Eukaryotic cells employ three key polymerases to perform the transcribing in
different subset genes and they are monogenetic specifying single protein.
Transcription entails the aspect of DNA information is copied into new molecules
messengers mRNA. The DNA safely has the ability to store genetic material in the
genetic nuclei to be sued as a referenced template. The mRNA used is similar to the
template carrying information as DNA but not used as long term storage and can exit
the nucleus easily. The mRNA has the same information but is not an identical copy
of the DNA due to its complementary sequence to the DNA template (Fatma, 2018).
The transcription process is carried out by the RNA polymerase and other
accessory proteins referred to as transcription factors. These factors are able to bind
to the specific sequence of DNA through the support of enhancers and promoters so
as to recruit the RNA polymerase to a site for the transcription process. The
transcription factors and the RNA polymerase forms complex transcription initiation.

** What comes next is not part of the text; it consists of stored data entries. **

/// Levenshtein edit distance with unit cost for insertion, deletion, and
/// substitution (no transposition).
///
/// Dynamic programming over a single row of length `b.len() + 1`; the
/// diagonal predecessor is carried explicitly because the cell it lives in
/// has already been overwritten by the time it is needed.
///
/// Properties: `edit_distance(a, a) == 0`, `edit_distance("", s) == s.len()`,
/// and the metric is symmetric. Time O(len(a)·len(b)), space O(len(b)).
#[must_use]
pub fn edit_distance(a: &str, b: &str) -> usize {
    let a: Vec<char> = a.chars().collect();
    let b: Vec<char> = b.chars().collect();

    if a.is_empty() {
        return b.len();
    }
    if b.is_empty() {
        return a.len();
    }

    // row[j] holds the distance between a[..i] and b[..j] for the row
    // currently being filled in
    let mut row: Vec<usize> = (0..=b.len()).collect();

    for (i, ca) in a.iter().enumerate() {
        let mut diag = row[0];
        row[0] = i + 1;

        for (j, cb) in b.iter().enumerate() {
            let above = row[j + 1];
            let substitution = if ca == cb { diag } else { diag + 1 };
            row[j + 1] = substitution.min(above + 1).min(row[j] + 1);
            diag = above;
        }
    }

    row[b.len()]
}

#[cfg(test)]
mod tests {
    use super::*;

    #[test]
    fn test_distance_to_self_is_zero() {
        assert_eq!(edit_distance("", ""), 0);
        assert_eq!(edit_distance("a", "a"), 0);
        assert_eq!(edit_distance("chemdog", "chemdog"), 0);
    }

    #[test]
    fn test_distance_from_empty_is_length() {
        assert_eq!(edit_distance("", "grimm"), 5);
        assert_eq!(edit_distance("grimm", ""), 5);
    }

    #[test]
    fn test_distance_is_symmetric() {
        let pairs = [
            ("kitten", "sitting"),
            ("mrgrim", "mrgrimm"),
            ("ak47", "ka74"),
            ("", "xyz"),
        ];
        for (a, b) in pairs {
            assert_eq!(edit_distance(a, b), edit_distance(b, a), "{a} vs {b}");
        }
    }

    #[test]
    fn test_known_distances() {
        // classic example: k->s, e->i, +g
        assert_eq!(edit_distance("kitten", "sitting"), 3);
        // single insertion
        assert_eq!(edit_distance("mrgrim", "mrgrimm"), 1);
        // single substitution
        assert_eq!(edit_distance("chemdog", "chemdag"), 1);
        // two substitutions (transposition is not a single edit here)
        assert_eq!(edit_distance("ak47", "ak74"), 2);
    }

    #[test]
    fn test_distance_counts_chars_not_bytes() {
        // multi-byte chars are compared as whole chars
        assert_eq!(edit_distance("héllo", "hello"), 1);
    }
}
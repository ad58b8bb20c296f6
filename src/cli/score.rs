//! Score command - compare two labels directly using the similarity scorer.
//!
//! This command scores a pair of labels without consulting the catalog.
//! Useful for checking what the classifier would see for a given spelling.

use clap::Args;
use serde::Serialize;

use crate::cli::OutputFormat;
use crate::core::types::Confidence;
use crate::matching::distance::edit_distance;
use crate::matching::normalize::clean;
use crate::matching::scoring::similarity;

/// Arguments for the score command
#[derive(Args)]
pub struct ScoreArgs {
    /// Query label
    #[arg(required = true)]
    pub query: String,

    /// Reference label to compare against
    #[arg(required = true)]
    pub reference: String,
}

/// Result of scoring a label pair
#[derive(Serialize)]
struct ScoreResult {
    query: String,
    query_normalized: String,
    reference: String,
    reference_normalized: String,
    edit_distance: usize,
    similarity: f64,
    confidence: Confidence,
}

/// Execute the score command
#[allow(clippy::needless_pass_by_value)] // CLI entry point, values from clap
pub fn run(args: ScoreArgs, format: OutputFormat, verbose: bool) -> anyhow::Result<()> {
    let query_normalized = clean(&args.query);
    let reference_normalized = clean(&args.reference);

    if verbose {
        eprintln!(
            "Comparing normalized forms '{query_normalized}' and '{reference_normalized}'"
        );
    }

    let distance = edit_distance(&query_normalized, &reference_normalized);
    let score = similarity(&args.query, &args.reference);

    let result = ScoreResult {
        query: args.query,
        query_normalized,
        reference: args.reference,
        reference_normalized,
        edit_distance: distance,
        similarity: score,
        confidence: Confidence::from_score(score),
    };

    match format {
        OutputFormat::Text => print_text_result(&result),
        OutputFormat::Json => println!("{}", serde_json::to_string_pretty(&result)?),
        OutputFormat::Tsv => print_tsv_result(&result),
    }

    Ok(())
}

fn print_text_result(result: &ScoreResult) {
    println!(
        "'{}' vs '{}'",
        result.query, result.reference
    );
    println!(
        "   Normalized: '{}' vs '{}'",
        result.query_normalized, result.reference_normalized
    );
    println!("   Edit distance: {}", result.edit_distance);
    println!(
        "   Similarity: {:.1}% ({} confidence)",
        result.similarity * 100.0,
        result.confidence
    );
}

fn print_tsv_result(result: &ScoreResult) {
    println!("query\treference\tquery_normalized\treference_normalized\tedit_distance\tsimilarity");
    println!(
        "{}\t{}\t{}\t{}\t{}\t{}",
        result.query,
        result.reference,
        result.query_normalized,
        result.reference_normalized,
        result.edit_distance,
        result.similarity
    );
}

This process begins with the synthesis of mRNA through matching with the original
DNA strand. The mRNA undergoes elongation after synthesization, thus terminating
the transcription. The newly formed mRNA gene copies are the blueprints of the
protein synthesis during the translation process (Puisieux, Brabletz and Caramel,
2014).
The underlying polymerase process in eukaryotic cells entails the aspects described
above entail the transcription factors which are able to bind the promoter area so as
to initiate appropriate polymerase. The eukaryotic mRNA synthesis is often complex,
the polymerase activity has 10 subunits in each of the three polymerases. Each
polymerase has a different transcription factors set to enable it to bring to the DNA
template.
RNA polymerase I is found in the nucleus, a substructure of the nucleus which
allows the ribosomal RNA to transcribed, processes and assembled into many
ribosome’s. The rRNA is categorized as the structural RNAs due to their cellular
roles but do not undergo a translation into the proteins. The ribosomal rRNAs are the
essential components which are fundamental in the translation process. The RNA
polymerase I is able to synthesize the rRNAs except for the 5S rRNA molecule. The
designation of 'S' denotes the 'Svedberg' units which characterize the centrifugation
speeds (Puisieux, Brabletz and Caramel, 2014).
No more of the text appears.